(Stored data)
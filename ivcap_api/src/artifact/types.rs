use crate::common::{MetadataT, NavT, RefT, SelfT};
use serde::{Deserialize, Serialize};

/// One row of an artifact listing. Every field is optional on the wire.
#[derive(Clone, Debug, Default, PartialEq, Serialize, Deserialize)]
#[serde(rename_all = "kebab-case")]
pub struct ArtifactListItem {
    #[serde(default, skip_serializing_if = "Option::is_none")]
    pub id: Option<String>,
    #[serde(default, skip_serializing_if = "Option::is_none")]
    pub name: Option<String>,
    #[serde(default, skip_serializing_if = "Option::is_none")]
    pub status: Option<String>,
    /// Bytes.
    #[serde(default, skip_serializing_if = "Option::is_none")]
    pub size: Option<i64>,
    #[serde(default, skip_serializing_if = "Option::is_none")]
    pub mime_type: Option<String>,
    #[serde(default, skip_serializing_if = "Option::is_none")]
    pub links: Option<SelfT>,
}

#[derive(Clone, Debug, Default, PartialEq)]
pub struct ArtifactListRT {
    pub artifacts: Vec<ArtifactListItem>,
    pub links: Option<NavT>,
}

/// State of a single artifact, as returned by read and upload.
#[derive(Clone, Debug, Default, PartialEq)]
pub struct ArtifactStatusRT {
    pub id: String,
    pub name: Option<String>,
    /// Collections this artifact is part of.
    pub collections: Vec<String>,
    /// Link to the artifact content.
    pub data: Option<SelfT>,
    pub status: String,
    pub mime_type: Option<String>,
    pub size: Option<i64>,
    pub metadata: Vec<MetadataT>,
    /// Billable account.
    pub account: Option<RefT>,
    pub links: Option<SelfT>,
    /// `Location` header of an upload.
    pub location: Option<String>,
    /// `Tus-Resumable` header of an upload.
    pub tus_resumable: Option<String>,
    /// `Upload-Offset` header of a partial upload.
    pub tus_offset: Option<i64>,
}
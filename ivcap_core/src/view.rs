//! Named projections of result types.
//!
//! A view type has every field optional and is what travels on the wire.
//! `Viewed` pairs a projection with the name of the view it was built for;
//! resolving it checks the fields that view requires before handing back the
//! full result.

use crate::validate::{FieldErrorKind, ValidationError};

/// Response header selecting the projection.
pub const VIEW_HEADER: &str = "goa-view";

pub const DEFAULT_VIEW: &str = "default";

pub trait ResultView: Sized {
    type Result;

    /// Views this type can be rendered with.
    const VIEWS: &'static [&'static str] = &[DEFAULT_VIEW];

    /// Copies the fields exposed by `view`.
    fn project(res: &Self::Result, view: &str) -> Self;

    /// Checks the fields `view` marks as required.
    fn validate(&self, view: &str) -> Result<(), ValidationError>;

    /// Converts a validated projection into the full result.
    fn into_result(self) -> Self::Result;
}

#[derive(Clone, Debug, PartialEq)]
pub struct Viewed<V> {
    pub projected: V,
    pub view: String,
}

impl<V: ResultView> Viewed<V> {
    /// An empty view name stands for the default view.
    pub fn new(projected: V, view: impl Into<String>) -> Self {
        let view = view.into();
        let view = if view.is_empty() {
            DEFAULT_VIEW.to_string()
        } else {
            view
        };
        Self { projected, view }
    }

    pub fn project(res: &V::Result, view: &str) -> Self {
        Self::new(V::project(res, view), view)
    }

    pub fn validate(&self) -> Result<(), ValidationError> {
        if !V::VIEWS.contains(&self.view.as_str()) {
            let mut v = ValidationError::new();
            v.push(
                "view",
                FieldErrorKind::Enum {
                    value: self.view.clone(),
                    allowed: V::VIEWS,
                },
            );
            return Err(v);
        }
        self.projected.validate(&self.view)
    }

    pub fn resolve(self) -> Result<V::Result, ValidationError> {
        self.validate()?;
        Ok(self.projected.into_result())
    }
}

/// Projects every element of a collection.
pub fn project_all<V: ResultView>(items: &[V::Result], view: &str) -> Vec<V> {
    items.iter().map(|r| V::project(r, view)).collect()
}

/// Validates every element, naming failures by index (`items[2].id`).
pub fn validate_all<V: ResultView>(
    field: &str,
    items: &[V],
    view: &str,
) -> Result<(), ValidationError> {
    let mut v = ValidationError::new();
    for (i, item) in items.iter().enumerate() {
        v.merge_nested(&format!("{}[{}]", field, i), item.validate(view));
    }
    v.into_result()
}
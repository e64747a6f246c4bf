use http::uri::Scheme;
use ivcap_api::IvcapClient;
use ivcap_core::prelude::{ClientConfig, NoopDebugSink};
use ivcap_test_support::{MockHandle, MockReply, MockTransport, mock};

pub const JWT: &str = "eyJhbGciOiJSUzI1NiJ9.test.sig";

#[allow(unused)]
pub fn config() -> ClientConfig {
    ClientConfig::new(Scheme::HTTP, "gw.test:8080")
}

#[allow(unused)]
pub fn client_with(
    config: ClientConfig,
    replies: impl IntoIterator<Item = MockReply>,
) -> (IvcapClient<MockTransport>, MockHandle) {
    let (transport, handle) = mock().replies(replies).build();
    let client = IvcapClient::with_transport(config, transport).with_debug_sink(NoopDebugSink);
    (client, handle)
}

#[allow(unused)]
pub fn client(
    replies: impl IntoIterator<Item = MockReply>,
) -> (IvcapClient<MockTransport>, MockHandle) {
    client_with(config(), replies)
}
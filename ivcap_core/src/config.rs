use crate::debug::DebugLevel;
use crate::error::ApiClientError;
use http::uri::Scheme;
use std::time::Duration;

pub const DEFAULT_URL: &str = "https://develop.ivcap.net";

pub const ENV_URL: &str = "IVCAP_URL";
pub const ENV_RESTORE_BODY: &str = "IVCAP_RESTORE_BODY";
pub const ENV_TIMEOUT_SECS: &str = "IVCAP_TIMEOUT_SECS";

/// Where and how the client talks to the gateway. Fixed at construction.
#[derive(Clone, Debug, PartialEq, Eq)]
pub struct ClientConfig {
    pub scheme: Scheme,
    /// `host[:port]`.
    pub host: String,
    /// Keep the raw body on decoded responses.
    pub restore_response_body: bool,
    pub timeout: Option<Duration>,
    pub debug_level: DebugLevel,
}

impl ClientConfig {
    pub fn new(scheme: Scheme, host: impl Into<String>) -> Self {
        Self {
            scheme,
            host: host.into(),
            restore_response_body: false,
            timeout: None,
            debug_level: DebugLevel::None,
        }
    }

    /// Accepts `http://host[:port]` or `https://host[:port]`, optionally
    /// with a trailing `/`.
    pub fn from_url(s: &str) -> Result<Self, ApiClientError> {
        let url = url::Url::parse(s.trim())
            .map_err(|e| ApiClientError::Config(format!("invalid gateway URL {s:?}: {e}")))?;
        let scheme = match url.scheme() {
            "http" => Scheme::HTTP,
            "https" => Scheme::HTTPS,
            other => {
                return Err(ApiClientError::Config(format!(
                    "unsupported scheme {other:?} in {s:?}"
                )));
            }
        };
        let host = url
            .host_str()
            .ok_or_else(|| ApiClientError::Config(format!("missing host in {s:?}")))?;
        if !matches!(url.path(), "" | "/") || url.query().is_some() || url.fragment().is_some() {
            return Err(ApiClientError::Config(format!(
                "gateway URL {s:?} must not carry a path, query or fragment"
            )));
        }
        let host = match url.port() {
            Some(port) => format!("{host}:{port}"),
            None => host.to_string(),
        };
        Ok(Self::new(scheme, host))
    }

    /// Reads `IVCAP_URL`, `IVCAP_RESTORE_BODY` and `IVCAP_TIMEOUT_SECS`,
    /// after loading a `.env` file when one exists.
    pub fn from_env() -> Result<Self, ApiClientError> {
        dotenvy::dotenv().ok();
        let url = dotenvy::var(ENV_URL).unwrap_or_else(|_| DEFAULT_URL.to_string());
        let mut cfg = Self::from_url(&url)?;
        if let Ok(v) = dotenvy::var(ENV_RESTORE_BODY) {
            cfg.restore_response_body = parse_bool(ENV_RESTORE_BODY, &v)?;
        }
        if let Ok(v) = dotenvy::var(ENV_TIMEOUT_SECS) {
            let secs: u64 = v.trim().parse().map_err(|_| {
                ApiClientError::Config(format!("{ENV_TIMEOUT_SECS} must be whole seconds, got {v:?}"))
            })?;
            cfg.timeout = Some(Duration::from_secs(secs));
        }
        Ok(cfg)
    }

    #[inline]
    pub fn with_restore_response_body(mut self, v: bool) -> Self {
        self.restore_response_body = v;
        self
    }

    #[inline]
    pub fn with_timeout(mut self, d: Duration) -> Self {
        self.timeout = Some(d);
        self
    }

    #[inline]
    pub fn with_debug_level(mut self, level: DebugLevel) -> Self {
        self.debug_level = level;
        self
    }

    pub fn base_url(&self) -> String {
        format!("{}://{}", self.scheme, self.host)
    }
}

impl Default for ClientConfig {
    fn default() -> Self {
        Self::new(Scheme::HTTPS, "develop.ivcap.net")
    }
}

fn parse_bool(var: &str, v: &str) -> Result<bool, ApiClientError> {
    match v.trim().to_ascii_lowercase().as_str() {
        "1" | "true" | "yes" | "on" => Ok(true),
        "0" | "false" | "no" | "off" | "" => Ok(false),
        _ => Err(ApiClientError::Config(format!(
            "{var} must be a boolean, got {v:?}"
        ))),
    }
}

#[cfg(test)]
mod test {
    use super::*;

    #[test]
    fn parses_gateway_urls() {
        let c = ClientConfig::from_url("https://develop.ivcap.net").unwrap();
        assert_eq!(c.scheme, Scheme::HTTPS);
        assert_eq!(c.host, "develop.ivcap.net");
        assert!(!c.restore_response_body);

        let c = ClientConfig::from_url("http://localhost:8080/").unwrap();
        assert_eq!(c.base_url(), "http://localhost:8080");
    }

    #[test]
    fn rejects_odd_urls() {
        for bad in [
            "ftp://example.com",
            "https://example.com/1/artifacts",
            "https://example.com?x=1",
            "not a url",
        ] {
            assert!(
                matches!(ClientConfig::from_url(bad), Err(ApiClientError::Config(_))),
                "{bad}"
            );
        }
    }

    #[test]
    fn bool_values() {
        assert!(parse_bool("X", "TRUE").unwrap());
        assert!(!parse_bool("X", "0").unwrap());
        assert!(parse_bool("X", "maybe").is_err());
    }

    #[test]
    fn default_targets_develop() {
        assert_eq!(ClientConfig::default().base_url(), DEFAULT_URL);
    }
}
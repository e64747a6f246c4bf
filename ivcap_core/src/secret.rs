use core::fmt;

/// Credential wrapper that never reveals its contents in Debug/Display.
#[derive(Clone, Default, PartialEq, Eq)]
pub struct SecretString(String);

impl SecretString {
    #[inline]
    pub fn new(s: impl Into<String>) -> Self {
        Self(s.into())
    }

    /// Explicit escape hatch used when the header is rendered.
    #[inline]
    pub fn expose(&self) -> &str {
        &self.0
    }

    #[inline]
    pub fn is_empty(&self) -> bool {
        self.0.is_empty()
    }
}

impl fmt::Debug for SecretString {
    fn fmt(&self, f: &mut fmt::Formatter<'_>) -> fmt::Result {
        f.write_str("<secret>")
    }
}
impl fmt::Display for SecretString {
    fn fmt(&self, f: &mut fmt::Formatter<'_>) -> fmt::Result {
        f.write_str("<secret>")
    }
}

impl<T: Into<String>> From<T> for SecretString {
    #[inline]
    fn from(v: T) -> Self {
        Self::new(v)
    }
}
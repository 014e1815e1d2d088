//! 基于 KV 存储的集合与有序集合
//!
//! 底层存储只提供 `get`/`put`，本 crate 把 Redis 风格的集合语义编码为不透明的存储值，
//! 并通过读-改-写实现集合代数、排名访问和修改操作。
//!
//! # 支持的操作
//! - 普通集合: SADD, SREM, SCARD, SMEMBERS, SISMEMBER
//! - 多键: SINTER, SUNION, SUNIONSTORE, SDIFF, DEL
//! - 有序集合: ZADD, ZREM, ZCARD, ZRANGE, ZREVRANGE, ZSCORE, ZINCRBY
//!
//! # 示例
//! ```rust
//! use kvset::{MemoryKv, SetEngine};
//!
//! # async fn demo() -> kvset::SetResult<()> {
//! let engine = SetEngine::new(MemoryKv::new());
//! engine.zadd("board", 2.0, "two").await?;
//! engine.zadd("board", 1.0, "one").await?;
//! assert_eq!(
//!     engine.smembers("board").await?,
//!     Some(vec!["one".into(), "two".into()])
//! );
//! # Ok(())
//! # }
//! ```

pub mod config;
pub mod encoding;
pub mod engine;
pub mod error;
pub mod mock;
pub mod operation;
pub mod scored;
pub mod traits;
pub mod types;

pub use config::{RemovalReply, SetEngineConfig};
pub use encoding::SetValue;
pub use engine::SetEngine;
pub use error::{SetError, SetResult, StoreError, StoreResult};
pub use mock::memory_kv::MemoryKv;
pub use operation::{Reply, SetOperation};
pub use traits::KvStore;
pub use types::{Element, Members, ScoredMember, ZScore};
use async_trait::async_trait;
use kvset::{KvStore, MemoryKv, StoreError, StoreResult};
use std::sync::Arc;
use std::sync::atomic::{AtomicBool, AtomicUsize, Ordering};

// --- 可注入故障并统计访问次数的存储 ---
#[derive(Clone, Default)]
pub struct FlakyKv {
    inner: MemoryKv,
    fail_gets: Arc<AtomicBool>,
    fail_puts: Arc<AtomicBool>,
    gets: Arc<AtomicUsize>,
    puts: Arc<AtomicUsize>,
}

impl FlakyKv {
    pub fn new() -> Self {
        Self::default()
    }

    pub fn inner(&self) -> &MemoryKv {
        &self.inner
    }

    pub fn fail_gets(&self, fail: bool) {
        self.fail_gets.store(fail, Ordering::SeqCst);
    }

    pub fn fail_puts(&self, fail: bool) {
        self.fail_puts.store(fail, Ordering::SeqCst);
    }

    /// (get 次数, put 次数)
    pub fn calls(&self) -> (usize, usize) {
        (
            self.gets.load(Ordering::SeqCst),
            self.puts.load(Ordering::SeqCst),
        )
    }
}

#[async_trait]
impl KvStore for FlakyKv {
    async fn get(&self, key: &str) -> StoreResult<Option<Vec<u8>>> {
        self.gets.fetch_add(1, Ordering::SeqCst);
        if self.fail_gets.load(Ordering::SeqCst) {
            return Err(StoreError::Unavailable(format!("get {} refused", key)));
        }
        self.inner.get(key).await
    }

    async fn put(&self, key: &str, value: Option<Vec<u8>>) -> StoreResult<()> {
        self.puts.fetch_add(1, Ordering::SeqCst);
        if self.fail_puts.load(Ordering::SeqCst) {
            return Err(StoreError::Unavailable(format!("put {} refused", key)));
        }
        self.inner.put(key, value).await
    }
}

// --- 每次访问前让出执行权的存储，用于复现并发读-改-写竞争 ---
#[derive(Clone, Default)]
pub struct YieldingKv {
    inner: MemoryKv,
}

impl YieldingKv {
    pub fn new() -> Self {
        Self::default()
    }
}

#[async_trait]
impl KvStore for YieldingKv {
    async fn get(&self, key: &str) -> StoreResult<Option<Vec<u8>>> {
        tokio::task::yield_now().await;
        self.inner.get(key).await
    }

    async fn put(&self, key: &str, value: Option<Vec<u8>>) -> StoreResult<()> {
        tokio::task::yield_now().await;
        self.inner.put(key, value).await
    }
}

What you are asked to do →
Go through the data and return each line where the word "upload" appears.

Solution →
/// State of a single artifact, as returned by read and upload.
    /// `Location` header of an upload.
    /// `Tus-Resumable` header of an upload.
    /// `Upload-Offset` header of a partial upload.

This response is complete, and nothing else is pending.